“I’ll be honest with you, kids,” I said. “I have no fucking idea.”
Nobody spoke for several minutes after I admitted to having no clue how to stop the oncoming apocalypse. Finally, Watson pushed his chair away from the table and walked over to the small wet bar against one wall of the room. He poured himself a highball glass half full of amber liquid, then poured another one and brought it to me without a word.
“Sorry, ladies,” he said. “I have no idea what you drink, but having seen Mr. Harker’s home liquor stores when we were in Charlotte last week, I know him to be a man who appreciates a good whiskey. And barring the presence of that, this American swill shall have to do.”
I nodded my thanks, ignoring for the moment that fact that he had been in my apartment more recently than I had.
Watson rolled up the map, pushed the books of magical history to the side, and leaned forward, his elbows on the polished wood of the conference table. His glass cradled between his hands, he looked across at me. “It seems to me we will have to deal with a three-pronged attack from our adversary. Orobas will be at or near the ley line node to cast the spell. Then there will be someone—”

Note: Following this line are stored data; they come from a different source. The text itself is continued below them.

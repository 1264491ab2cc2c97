use std::collections::HashMap;

use anyhow::{Context, Result};
use mysql_async::prelude::Queryable;
use mysql_async::{Conn, Pool, Row};
use tokio::sync::Mutex;
use tokio_util::sync::CancellationToken;

use crate::dump::table::{Table, TableKind};
use crate::error::DumpError;
use crate::util::sql_escape::escape_identifier;

/// Catalog queries against the source server. Each call checks a
/// connection out of the pool; the read-lock connection is the exception
/// and stays pinned here between `flush_with_read_lock` and `unlock`.
pub struct Catalog {
    pool: Pool,
    lock_conn: Mutex<Option<Conn>>,
}

impl Catalog {
    pub fn new(pool: Pool) -> Self {
        Self {
            pool,
            lock_conn: Mutex::new(None),
        }
    }

    async fn conn(&self) -> Result<Conn, DumpError> {
        Ok(self.pool.get_conn().await?)
    }

    pub async fn list_tables(&self) -> Result<Vec<Table>> {
        let mut conn = self.conn().await?;
        let rows: Vec<(String, String)> = conn
            .query("SHOW FULL TABLES")
            .await
            .context("unable to list tables")?;

        Ok(rows
            .into_iter()
            .map(|(name, kind)| Table::new(name, TableKind::parse(&kind)))
            .collect())
    }

    /// `SHOW CREATE TABLE` statement. Base tables return two columns and
    /// views four; the DDL sits at index 1 either way.
    pub async fn create_statement(&self, table: &Table) -> Result<String> {
        let mut conn = self.conn().await?;
        let query = format!("SHOW CREATE TABLE {}", escape_identifier(&table.name));
        let row: Option<Row> = conn.query_first(&query).await?;

        let ddl = row.and_then(|row| row.get::<String, _>(1)).unwrap_or_default();
        if ddl.is_empty() {
            return Err(DumpError::MissingDdl {
                name: table.name.clone(),
                kind: table.kind.as_str().to_string(),
            }
            .into());
        }

        Ok(ddl)
    }

    /// Column names from the result-set metadata of a one-row probe; works
    /// for empty tables too.
    pub async fn columns(&self, table: &str) -> Result<Vec<String>> {
        let mut conn = self.conn().await?;
        let query = format!("SELECT * FROM {} LIMIT 1", escape_identifier(table));
        let result = conn.query_iter(&query).await?;

        let columns = result
            .columns()
            .map(|columns| {
                columns
                    .iter()
                    .map(|column| column.name_str().into_owned())
                    .collect()
            })
            .unwrap_or_default();

        result.drop_result().await?;

        Ok(columns)
    }

    pub async fn count(&self, table: &str) -> Result<u64> {
        let mut conn = self.conn().await?;
        let query = format!("SELECT COUNT(*) FROM {}", escape_identifier(table));
        let count: Option<u64> = conn.query_first(&query).await?;

        Ok(count.unwrap_or(0))
    }

    /// Establish the global snapshot. The lock lives on the connection
    /// that ran it, so that connection stays checked out until `unlock`.
    pub async fn flush_with_read_lock(&self, cancel: &CancellationToken) -> Result<()> {
        let mut conn = self.conn().await?;

        tokio::select! {
            _ = cancel.cancelled() => return Err(DumpError::Cancelled.into()),
            result = conn.query_drop("FLUSH TABLES WITH READ LOCK") => {
                result.context("flush tables with read lock failed")?;
            }
        }

        *self.lock_conn.lock().await = Some(conn);
        Ok(())
    }

    /// Release the snapshot and hand the lock connection back to the pool.
    /// A no-op when no lock is held.
    pub async fn unlock(&self) -> Result<()> {
        let conn = self.lock_conn.lock().await.take();

        if let Some(mut conn) = conn {
            conn.query_drop("UNLOCK TABLES")
                .await
                .context("unlock tables failed")?;
        }

        Ok(())
    }
}

/// Apply the allow-list: every requested name must exist in the catalog.
/// An empty request selects the whole catalog in catalog order.
pub fn resolve_tables(catalog: Vec<Table>, requested: &[String]) -> Result<Vec<Table>, DumpError> {
    if requested.is_empty() {
        return Ok(catalog);
    }

    let mut by_name: HashMap<String, Table> = catalog
        .into_iter()
        .map(|table| (table.name.clone(), table))
        .collect();

    let mut selected = Vec::with_capacity(requested.len());
    for name in requested {
        match by_name.remove(name) {
            Some(table) => selected.push(table),
            None => return Err(DumpError::UnknownTable(name.clone())),
        }
    }

    Ok(selected)
}

#[cfg(test)]
mod tests {
    use super::*;

    fn catalog_fixture() -> Vec<Table> {
        vec![
            Table::new("users", TableKind::Base),
            Table::new("orders", TableKind::Base),
            Table::new("active_users", TableKind::View),
        ]
    }

    #[test]
    fn test_resolve_all_when_empty() {
        let selected = resolve_tables(catalog_fixture(), &[]).unwrap();
        let names: Vec<_> = selected.iter().map(|t| t.name.as_str()).collect();
        assert_eq!(names, ["users", "orders", "active_users"]);
    }

    #[test]
    fn test_resolve_keeps_requested_order() {
        let requested = vec!["orders".to_string(), "users".to_string()];
        let selected = resolve_tables(catalog_fixture(), &requested).unwrap();
        let names: Vec<_> = selected.iter().map(|t| t.name.as_str()).collect();
        assert_eq!(names, ["orders", "users"]);
    }

    #[test]
    fn test_resolve_unknown_table() {
        let requested = vec!["missing".to_string()];
        let err = resolve_tables(catalog_fixture(), &requested).unwrap_err();
        assert!(matches!(err, DumpError::UnknownTable(name) if name == "missing"));
    }
}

“Or something,” Gabby interjected.
“Thank you, Gabriella,” Watson replied. “There will be a force of some sort at the football stadium, and another at the concert hall. We will need to eliminate all three forces in relatively short order to avoid giving away our foreknowledge of events and losing the element of surprise. Does that sound roughly accurate?”
Once he started talked tactics, I revised my opinion of Watson in an instant. “Where did you serve?” I asked.
He started a little. “Afghanistan. Why?”
“You don’t talk like that unless you’ve been somewhere facing a determined and inventive opposition force.”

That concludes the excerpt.